On March 13, 2023, Illinois Governor J.B. Pritzker signed the Paid Leave for All Workers Act (the Act) two months after it passed through the Illinois Legislature. While Chicago and Cook County employers are sure to be familiar with mandatory leave laws, the Act marks the first statewide legislation requiring paid time off for any reason in Illinois. Employers statewide who do not currently offer paid leaves equal to or in excess of 40 hours per year should make appropriate preparations to comply with the new law and should speak with counsel to ensure compliance.
The Act goes into effect on January 1, 2024 and applies, as the name implies, to nearly all employers and employees in Illinois with limited exceptions, including for employers who already must provide paid sick leave pursuant to the Chicago Paid Sick Leave Ordinance, the Cook County Earned Sick Leave Ordinance, or any other municipal or county sick leave ordinances. The Act also does not apply to any employers who already provide paid leave in amounts that meet or exceed the requirements of the Act. So, if an employer already offers employees over 40 hours of paid vacation time per year, no additional leave is owed after the Act's effective date.
Covered employers must provide all employees with a minimum of 40 hours of paid leave during a 12-month period (the 12-month period may be designated freely by the employer) or – for employees beginning mid-year or for part-time employees – a pro-rata amount of paid leave accruing at a rate of at least one hour per every 40 hours worked. The leave must be made available for employees to use for any reason, and employers may not require that employees disclose the reason or provide any documentation for any leave taken under the Act.
In crafting compliant policies, employers have the ability to choose whether they will “frontload” the paid leave or if leave will be earned on an accrual basis. If choosing to frontload, employers will make all 40 hours of leave available immediately at the beginning of the year (or otherwise designated 12-month period), which can be used at any time throughout the year. Under a frontloading method, employers need not allow for any leave to carry over at the end of the year and can mandate that any hours not used in a year will expire at the end of the year.

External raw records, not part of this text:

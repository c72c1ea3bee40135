//! Human-readable rendering of decoded traces.
//!
//! Symbol resolution happens here and only here: the decoded traces keep
//! raw addresses, and a resolver that knows nothing simply leaves the
//! addresses in hex. A failed lookup never aborts a dump.

use std::io;

use ihtr_decoder::OrderedTrace;
use ihtr_protocol::{BtsRecord, LbrStackEntry};

/// Best-effort address-to-name resolution.
pub trait ResolveSymbol {
    /// The symbolic name covering `address`, or `None` when unknown.
    fn resolve(&mut self, address: u64) -> Option<String>;
}

/// Resolver that knows no symbols; every address renders as hex.
pub struct NoSymbols;

impl ResolveSymbol for NoSymbols {
    fn resolve(&mut self, _address: u64) -> Option<String> {
        None
    }
}

/// Direction a trace is printed in.
///
/// The underlying [`OrderedTrace`] is always oldest-first; this only
/// affects presentation. Printed indices are chronological positions
/// either way, so record 0 is the oldest branch in both orders.
#[derive(Clone, Copy, Debug, Default, PartialEq, Eq)]
pub enum DisplayOrder {
    #[default]
    OldestFirst,
    NewestFirst,
}

fn resolved(resolver: &mut impl ResolveSymbol, address: u64) -> String {
    resolver
        .resolve(address)
        .unwrap_or_else(|| format!("{address:#x}"))
}

fn rows<T>(
    trace: &OrderedTrace<T>,
    order: DisplayOrder,
) -> Box<dyn Iterator<Item = (usize, &T)> + '_> {
    match order {
        DisplayOrder::OldestFirst => Box::new(trace.iter().enumerate()),
        DisplayOrder::NewestFirst => Box::new(trace.iter().enumerate().rev()),
    }
}

/// Print an LBR trace, one branch per line.
pub fn render_lbr_trace(
    out: &mut impl io::Write,
    trace: &OrderedTrace<LbrStackEntry>,
    resolver: &mut impl ResolveSymbol,
    order: DisplayOrder,
) -> io::Result<()> {
    writeln!(out, "LBR trace: {} branch records", trace.len())?;
    for (position, entry) in rows(trace, order) {
        writeln!(
            out,
            "  [{position:4}] {} -> {}",
            resolved(resolver, entry.from),
            resolved(resolver, entry.to)
        )?;
    }
    Ok(())
}

/// Print a BTS trace, one branch per line with its auxiliary flags.
pub fn render_bts_trace(
    out: &mut impl io::Write,
    trace: &OrderedTrace<BtsRecord>,
    resolver: &mut impl ResolveSymbol,
    order: DisplayOrder,
) -> io::Result<()> {
    writeln!(out, "BTS trace: {} branch records", trace.len())?;
    for (position, record) in rows(trace, order) {
        writeln!(
            out,
            "  [{position:4}] {} -> {} (misc {:#x})",
            resolved(resolver, record.from),
            resolved(resolver, record.to),
            record.misc
        )?;
    }
    Ok(())
}

#[cfg(test)]
mod tests {
    use std::collections::HashMap;

    use ihtr_decoder::decode_lbr_ring;

    use super::*;

    struct MapResolver(HashMap<u64, String>);

    impl ResolveSymbol for MapResolver {
        fn resolve(&mut self, address: u64) -> Option<String> {
            self.0.get(&address).cloned()
        }
    }

    fn sample_trace() -> OrderedTrace<LbrStackEntry> {
        let ring = [
            LbrStackEntry {
                from: 0xdead_beef,
                to: 0x1000,
            },
            LbrStackEntry {
                from: 0x2000,
                to: 0x3000,
            },
        ];
        decode_lbr_ring(&ring, 1).unwrap()
    }

    #[test]
    fn test_unresolved_addresses_render_as_hex() {
        let mut out = Vec::new();
        render_lbr_trace(
            &mut out,
            &sample_trace(),
            &mut NoSymbols,
            DisplayOrder::OldestFirst,
        )
        .unwrap();
        let text = String::from_utf8(out).unwrap();
        assert!(text.contains("0xdeadbeef -> 0x1000"));
    }

    #[test]
    fn test_resolved_addresses_render_by_name() {
        let mut resolver = MapResolver(HashMap::from([(0xdead_beef, "main".to_owned())]));
        let mut out = Vec::new();
        render_lbr_trace(
            &mut out,
            &sample_trace(),
            &mut resolver,
            DisplayOrder::OldestFirst,
        )
        .unwrap();
        let text = String::from_utf8(out).unwrap();
        assert!(text.contains("main -> 0x1000"));
    }

    #[test]
    fn test_newest_first_reverses_lines_not_positions() {
        let mut out = Vec::new();
        render_lbr_trace(
            &mut out,
            &sample_trace(),
            &mut NoSymbols,
            DisplayOrder::NewestFirst,
        )
        .unwrap();
        let text = String::from_utf8(out).unwrap();
        let first_row = text.lines().nth(1).unwrap();
        // The newest branch prints first but keeps its chronological
        // position index.
        assert!(first_row.contains("[   1]"), "{first_row}");
    }
}
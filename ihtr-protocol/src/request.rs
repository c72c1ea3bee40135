//! The request envelope shared by every control operation.

use zerocopy::{FromBytes, Immutable, IntoBytes, KnownLayout};

use crate::{BtsRequest, LbrRequest};

/// Control operation selector, `enum IOCTL` on the device side.
///
/// Discriminants are part of the ABI and must not be renumbered. The
/// `LbrEnd`/`BtsEnd` sentinels delimit the per-mode command ranges in the
/// device's dispatch code and are never sent by this crate.
#[derive(Clone, Copy, Debug, PartialEq, Eq)]
#[repr(u32)]
pub enum TraceCommand {
    Base = 0,

    EnableLbr = 1,
    DisableLbr = 2,
    DumpLbr = 3,
    ConfigureLbr = 4,
    LbrEnd = 5,

    EnableBts = 6,
    DisableBts = 7,
    DumpBts = 8,
    ConfigureBts = 9,
    BtsEnd = 10,
}

/// Size of the C request union: the larger of the two mode bodies.
pub const REQUEST_BODY_LEN: usize = size_of::<BtsRequest>();

/// One complete control request, `struct xioctl_request`.
///
/// The body is a byte array the size of the device's request union; the
/// device dispatches on `cmd` and interprets only the prefix belonging to
/// that command's mode. Trailing bytes of the smaller (LBR) body are zero.
#[derive(FromBytes, IntoBytes, Immutable, KnownLayout, Clone, Copy, Debug, PartialEq, Eq)]
#[repr(C, align(8))]
pub struct RequestEnvelope {
    cmd: u32,
    _pad: u32,
    body: [u8; REQUEST_BODY_LEN],
}

impl RequestEnvelope {
    /// Wrap an LBR request body.
    #[must_use]
    pub fn lbr(cmd: TraceCommand, request: &LbrRequest) -> Self {
        debug_assert!(matches!(
            cmd,
            TraceCommand::EnableLbr
                | TraceCommand::DisableLbr
                | TraceCommand::DumpLbr
                | TraceCommand::ConfigureLbr
        ));
        let mut body = [0u8; REQUEST_BODY_LEN];
        body[..size_of::<LbrRequest>()].copy_from_slice(request.as_bytes());
        Self {
            cmd: cmd as u32,
            _pad: 0,
            body,
        }
    }

    /// Wrap a BTS request body.
    #[must_use]
    pub fn bts(cmd: TraceCommand, request: &BtsRequest) -> Self {
        debug_assert!(matches!(
            cmd,
            TraceCommand::EnableBts
                | TraceCommand::DisableBts
                | TraceCommand::DumpBts
                | TraceCommand::ConfigureBts
        ));
        let mut body = [0u8; REQUEST_BODY_LEN];
        body.copy_from_slice(request.as_bytes());
        Self {
            cmd: cmd as u32,
            _pad: 0,
            body,
        }
    }

    /// Raw command discriminant as the device sees it.
    #[must_use]
    pub fn command_code(&self) -> u32 {
        self.cmd
    }

    /// Body bytes, sized to the device's request union.
    #[must_use]
    pub fn body(&self) -> &[u8; REQUEST_BODY_LEN] {
        &self.body
    }
}

const _: () = assert!(REQUEST_BODY_LEN >= size_of::<LbrRequest>());
const _: () = assert!(size_of::<RequestEnvelope>() == 8 + REQUEST_BODY_LEN);
const _: () = assert!(align_of::<RequestEnvelope>() == 8);

#[cfg(test)]
mod tests {
    use zerocopy::{FromBytes, IntoBytes};

    use super::*;
    use crate::{BtsConfig, LbrConfig};

    #[test]
    fn test_lbr_envelope_layout() {
        let request = LbrRequest::new(LbrConfig::new(42, 0), 0xDEAD_0000);
        let envelope = RequestEnvelope::lbr(TraceCommand::EnableLbr, &request);
        let bytes = envelope.as_bytes();
        assert_eq!(bytes.len(), 40);
        assert_eq!(&bytes[0..4], 1u32.as_bytes());
        let body = LbrRequest::read_from_bytes(&bytes[8..8 + size_of::<LbrRequest>()]).unwrap();
        assert_eq!(body, request);
        // Union tail beyond the LBR body stays zeroed.
        assert!(bytes[8 + size_of::<LbrRequest>()..].iter().all(|b| *b == 0));
    }

    #[test]
    fn test_bts_envelope_layout() {
        let request = BtsRequest::new(BtsConfig::new(42, 0xC0, 512), 0xBEEF_0000);
        let envelope = RequestEnvelope::bts(TraceCommand::DumpBts, &request);
        let bytes = envelope.as_bytes();
        assert_eq!(&bytes[0..4], 8u32.as_bytes());
        let body = BtsRequest::read_from_bytes(&bytes[8..]).unwrap();
        assert_eq!(body, request);
    }
}
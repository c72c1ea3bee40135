//! BTS linear-buffer decoding.

use ihtr_protocol::{BtsDataHeader, BtsRecord};

use crate::{
    error::{DecoderError, DecoderResult},
    trace::OrderedTrace,
};

/// Borrowed view of a dumped BTS buffer.
///
/// BTS appends records from index 0, so the buffer is already in
/// chronological order; decoding is a prefix copy, no rotation. Overflow
/// and the near-full interrupt are the device's concern and never visible
/// here.
#[derive(Debug, Clone, Copy)]
pub struct LinearBufferView<'a> {
    records: &'a [BtsRecord],
    populated: usize,
}

impl<'a> LinearBufferView<'a> {
    /// Wrap a dumped record slice.
    ///
    /// `populated` is the number of live records counted from index 0;
    /// `None` means the device did not report a write position and the
    /// whole capacity is assumed live.
    #[expect(clippy::cast_possible_truncation)]
    pub fn new(records: &'a [BtsRecord], populated: Option<u64>) -> DecoderResult<Self> {
        let capacity = records.len();
        let populated = match populated {
            None => capacity,
            Some(count) if count > capacity as u64 => {
                return Err(DecoderError::IndexOutOfRange {
                    index: count,
                    capacity,
                });
            }
            Some(count) => count as usize,
        };
        Ok(Self { records, populated })
    }

    #[must_use]
    pub fn capacity(&self) -> usize {
        self.records.len()
    }

    #[must_use]
    pub fn populated(&self) -> usize {
        self.populated
    }

    /// Copy out the live prefix, oldest record first.
    #[must_use]
    pub fn linearize(&self) -> OrderedTrace<BtsRecord> {
        log::trace!(
            "linearized {} of {} BTS records",
            self.populated,
            self.records.len()
        );
        OrderedTrace::from_records(self.records[..self.populated].to_vec())
    }
}

/// Decode a dumped BTS buffer in one step.
pub fn decode_bts_buffer(
    records: &[BtsRecord],
    populated: Option<u64>,
) -> DecoderResult<OrderedTrace<BtsRecord>> {
    Ok(LinearBufferView::new(records, populated)?.linearize())
}

/// Derive the populated-record count from a dumped buffer header.
///
/// The device reports its write position as a pointer one past the newest
/// record. A null pointer means the position is unavailable (`None`, full
/// capacity assumed). A pointer before the base, past the capacity, or not
/// a whole number of records from the base indicates a protocol mismatch.
pub fn populated_record_count(
    header: &BtsDataHeader,
    capacity: usize,
) -> DecoderResult<Option<u64>> {
    let base = header.bts_buffer_base;
    let index = header.bts_index;
    if index == 0 {
        return Ok(None);
    }
    if index < base {
        return Err(DecoderError::IndexBeforeBase { base, index });
    }
    let offset = index - base;
    let record_len = size_of::<BtsRecord>() as u64;
    if offset % record_len != 0 {
        return Err(DecoderError::MisalignedIndex { base, index });
    }
    let count = offset / record_len;
    if count > capacity as u64 {
        return Err(DecoderError::IndexOutOfRange {
            index: count,
            capacity,
        });
    }
    Ok(Some(count))
}
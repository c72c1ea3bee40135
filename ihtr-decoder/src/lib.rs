//! Turns dumped hardware trace buffers into chronological branch sequences.
//!
//! Both decoders are pure functions of a dumped snapshot: they read a
//! borrowed view of the buffer the device materialized and produce an
//! [`OrderedTrace`] whose index 0 is the **oldest** retained branch and
//! whose last index is the newest. Callers that want newest-first output
//! reverse at presentation time ([`OrderedTrace::newest_first`]); display
//! order is never baked in here.

pub mod error;
mod linear;
mod ring;
mod trace;

pub use crate::{
    error::DecoderError,
    linear::{LinearBufferView, decode_bts_buffer, populated_record_count},
    ring::{RingBufferView, decode_lbr_ring},
    trace::OrderedTrace,
};
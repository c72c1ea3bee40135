//! BTS (Branch Trace Store) wire types.

use zerocopy::{FromBytes, Immutable, IntoBytes, KnownLayout};

/// Per-trace BTS parameters, `struct bts_config` on the device side.
#[derive(FromBytes, IntoBytes, Immutable, KnownLayout, Clone, Copy, Debug, PartialEq, Eq)]
#[repr(C)]
pub struct BtsConfig {
    /// Target process id.
    pub pid: u32,
    _pad: u32,
    /// `IA32_DEBUGCTL` trace-control flags, forwarded verbatim.
    pub bts_config: u64,
    /// Requested buffer capacity in records; zero lets the device pick
    /// its default.
    pub bts_buffer_size: u64,
}

impl BtsConfig {
    #[must_use]
    pub fn new(pid: u32, bts_config: u64, bts_buffer_size: u64) -> Self {
        Self {
            pid,
            _pad: 0,
            bts_config,
            bts_buffer_size,
        }
    }
}

/// One branch trace message, `struct bts_record`.
#[derive(FromBytes, IntoBytes, Immutable, KnownLayout, Clone, Copy, Debug, PartialEq, Eq)]
#[repr(C)]
pub struct BtsRecord {
    /// Branch source address.
    pub from: u64,
    /// Branch destination address.
    pub to: u64,
    /// Hardware auxiliary flags (e.g. branch-predicted bit).
    pub misc: u64,
}

/// Header of the dump buffer, `struct bts_data`.
///
/// Pointers cross the boundary as `u64`s. `bts_index` points at the next
/// free record inside the array behind `bts_buffer_base`, so the number of
/// populated records is the pointer difference in record units. The
/// interrupt threshold belongs to the device's overflow handling and is
/// irrelevant to decoding.
///
/// Older kernel-side revisions of `bts_data` carry a fourth field,
/// `bts_absolute_maximum`, between `bts_index` and
/// `bts_interrupt_threshold`. This layout matches the three-field
/// revision the user-space library speaks; a device built from the
/// four-field headers needs this struct (and the size assertion below)
/// bumped first.
#[derive(FromBytes, IntoBytes, Immutable, KnownLayout, Clone, Copy, Debug, PartialEq, Eq)]
#[repr(C)]
pub struct BtsDataHeader {
    /// User-space address of the `BtsRecord` array.
    pub bts_buffer_base: u64,
    /// User-space address one past the newest record, or null when the
    /// device did not report a write position.
    pub bts_index: u64,
    /// Buffer offset at which the device raises its near-full interrupt.
    pub bts_interrupt_threshold: u64,
}

/// Full BTS request body, `struct bts_ioctl_request`.
#[derive(FromBytes, IntoBytes, Immutable, KnownLayout, Clone, Copy, Debug, PartialEq, Eq)]
#[repr(C)]
pub struct BtsRequest {
    pub config: BtsConfig,
    /// User-space address of the [`BtsDataHeader`].
    pub buffer: u64,
}

impl BtsRequest {
    #[must_use]
    pub fn new(config: BtsConfig, buffer: u64) -> Self {
        Self { config, buffer }
    }
}

const _: () = assert!(size_of::<BtsConfig>() == 24);
const _: () = assert!(size_of::<BtsRecord>() == 24);
const _: () = assert!(size_of::<BtsDataHeader>() == 24);
const _: () = assert!(size_of::<BtsRequest>() == 32);
const _: () = assert!(align_of::<BtsRequest>() == 8);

If using an accrual method, leave must accrue at a rate no less than one hour per every 40 hours worked. Under an accrual method, leave not used at the end of the year must be rolled over into the next year. However, even though leave may roll over into a new year, employers are not required to allow employees to take more than 40 hours of leave in any 12-month period.
Employees are eligible to begin using leave after their 90th day of employment or on March 31, 2024, whichever date is later. Employers may create a policy, which must be distributed to employees, that requires employees to provide a reasonable notification of the intent to take leave as long as the policy follows the following guidelines:
If the leave is foreseeable, an employer can require that notice be provided up to seven calendar days before the leave is expected to begin.
If the leave is unforeseeable, the employer can only require the employee to provide as must notice as “practicable” after the need for leave becomes clear.
The employer cannot require the employee to find or search for a replacement to cover any hours the employee will be on leave.
Payment at Separation
The Act does not require employers to pay out any accrued but unused paid leave upon termination of employment so long as the leave is not credited to the employee's paid time off (PTO) or vacation bank. If leave under the Act is stored in a PTO or vacation leave bank, then it will have to be paid out at termination based on statutory requirements of the Illinois Wage Payment and Collection Act.
All covered employers will be required to post and keep posted a notice to all employees, which will be prepared by the Illinois Department of Labor.
Re-Hire and Transfers
Employees transferred to other divisions or entities of the same employer must be allowed to keep any accrued but unused time. Similarly, if an employee’s employment ends, but the employee is re-hired within a 12-month period, the employer is required to reinstate any previously accrued but unused paid leave.
Employees are protected from retaliation for exercising their rights to take leave pursuant to the Act as well as for opposing any practice they believe is in violation of the Act. Employees who believe they have been retaliated against in violation of the Act shall be entitled to bring a claim with the Illinois Department of Labor and may recover “all legal and equitable relief as may be appropriate.”
What is Next?
Employers should begin preparations for the new law now by auditing their current leave policies, which should include a review of both paid sick leave allowances as well as vacation/PTO policies. If your policy does not guarantee an employee at least 40 hours of PTO/vacation or other leave for any purpose, then you should begin the process of drafting a compliant paid leave policy to ensure appropriate implementation by January 1, 2024. As always, to avoid noncompliance and further legal consequences, employers should consult with counsel to ensure all elements of this new law are followed.